Le 18 septembre 2025, aux alentours de minuit, des mercenaires russes débarquent dans son bureau de chantier à Ndachima, soixantaine de kilomètres de Bambari. Ils l’embarquent sans ménagement, fouillent les lieux de fond en comble. Ils repartent avec plus de trente millions de francs CFA, une trentaine de téléphones appartenant à ses ouvriers, et une quantité considérable d’or. L’homme, que nous appellerons Adamou pour protéger son identité, est aussitôt jeté dans un conteneur métallique par les russes durant près d’une semaine.

Pendant cinq jours entiers, il reste enfermé dans ce conteneur sans recevoir la moindre nourriture. On ne lui donne que de l’eau. Cette privation l’affaiblit considérablement, mais personne ne semble s’en soucier. Au bout de 5 jours, les mercenaires décident de le transférer vers la capitale.

C’est par hélicoptère qu’il est acheminé à Bangui. Dès son arrivée, il est conduit directement à l’Office central pour la répression du banditisme. C’est là, pour la première fois depuis son arrestation, qu’on lui donne enfin à manger. Son calvaire carcéral ne fait pourtant que commencer.

Un mois et demi s’écoule dans les cellules de l’OCRB. Les policiers finissent par le relâcher, lui expliquant que son or et son argent ont été déposés au ministère des Mines. Selon eux, quinze millions de francs CFA l’y attendent. Soulagé mais méfiant, il se rend au ministère dès le lendemain de sa libération.

À la brigade minière, on lui présente effectivement vingt-huit téléphones. Chacun porte le nom d’un employé, car ces appareils appartenaient à ses ouvriers qui les déposaient dans son bureau pendant les heures de travail. Certains y laissaient également leurs économies pour plus de sécurité. Mais l’argent promis reste introuvable.

Des deux cents quelques grammes d’or officiellement restitués au ministère, rien ne correspond à la quantité réellement saisie par ces criminels de Poutine. Les quinze millions évoqués par les policiers demeurent jusqu’à ce jour invisibles. L’écart entre ce qui a été pris et ce qui est censé lui revenir reste béant, sans aucune explication.
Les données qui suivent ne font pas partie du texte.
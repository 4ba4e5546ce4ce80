/*!
Load a pollutant series and standardize it
*/
use airburn::data::{archive, scale::Normalizer, Record, SourceKind, TimeSeries};
use clap::{App, Arg};
use io_enum::*;
use std::fs::File;
use std::io::{stdin, Stdin};
use std::path::Path;

#[derive(Debug, Read)]
pub enum IoSources {
    Stdin(Stdin),
    File(File),
}

fn main() -> anyhow::Result<()> {
    let matches = App::new("Pollutant Data Scaler")
        .version("1.0")
        .about("Loads a pollutant series from a file or stdin and standardizes its model features")
        .arg(
            Arg::with_name("INPUT")
                .help("Sets the input file to use")
                .index(1),
        )
        .arg(
            Arg::with_name("date-format")
                .short("f")
                .long("date-format")
                .help("Read positional date,pm25,no2 rows with this date format, skipping bad rows")
                .takes_value(true),
        )
        .get_matches();
    let reader = if let Some(path) = matches.value_of("INPUT") {
        IoSources::File(File::open(Path::new(path))?)
    } else {
        IoSources::Stdin(stdin())
    };
    let records = match matches.value_of("date-format") {
        Some(format) => archive::read_table(reader, format),
        None => archive::deserialize_records(reader).collect::<Result<Vec<_>, _>>()?,
    };
    let series = TimeSeries {
        city: matches.value_of("INPUT").unwrap_or("stdin").to_string(),
        source: SourceKind::Archived,
        records,
    };
    if series.is_empty() {
        return Ok(());
    }
    let (normalizer, normalized) = Normalizer::fit_transform(&series)?;
    for (name, column) in Record::FEATURES.iter().zip(&normalizer.columns) {
        println!("{}: mean = {:.3}, std = {:.3}", name, column.mean, column.std);
    }
    for (i, record) in series.records.iter().enumerate() {
        let row = normalized.row(i);
        println!("{} {:>8.4} {:>8.4}", record.date, row[0], row[1]);
    }
    Ok(())
}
Rappelons que Adamou exploite ce filon aurifère depuis 2009. Il travaille exclusivement dans l’eau, laissant les collines et la terre ferme aux Russes. Son activité n’empiétait sur personne, ne gênait aucune opération. Il employait des journaliers, leur fournissait des outils, les nourrissait correctement et les payait honnêtement.

Pourquoi cette descente nocturne alors? Aucune explication ne lui a été fournie. Pas d’accusations formelles, pas de motifs invoqués, rien du tout. Juste un braquage criminel en règle.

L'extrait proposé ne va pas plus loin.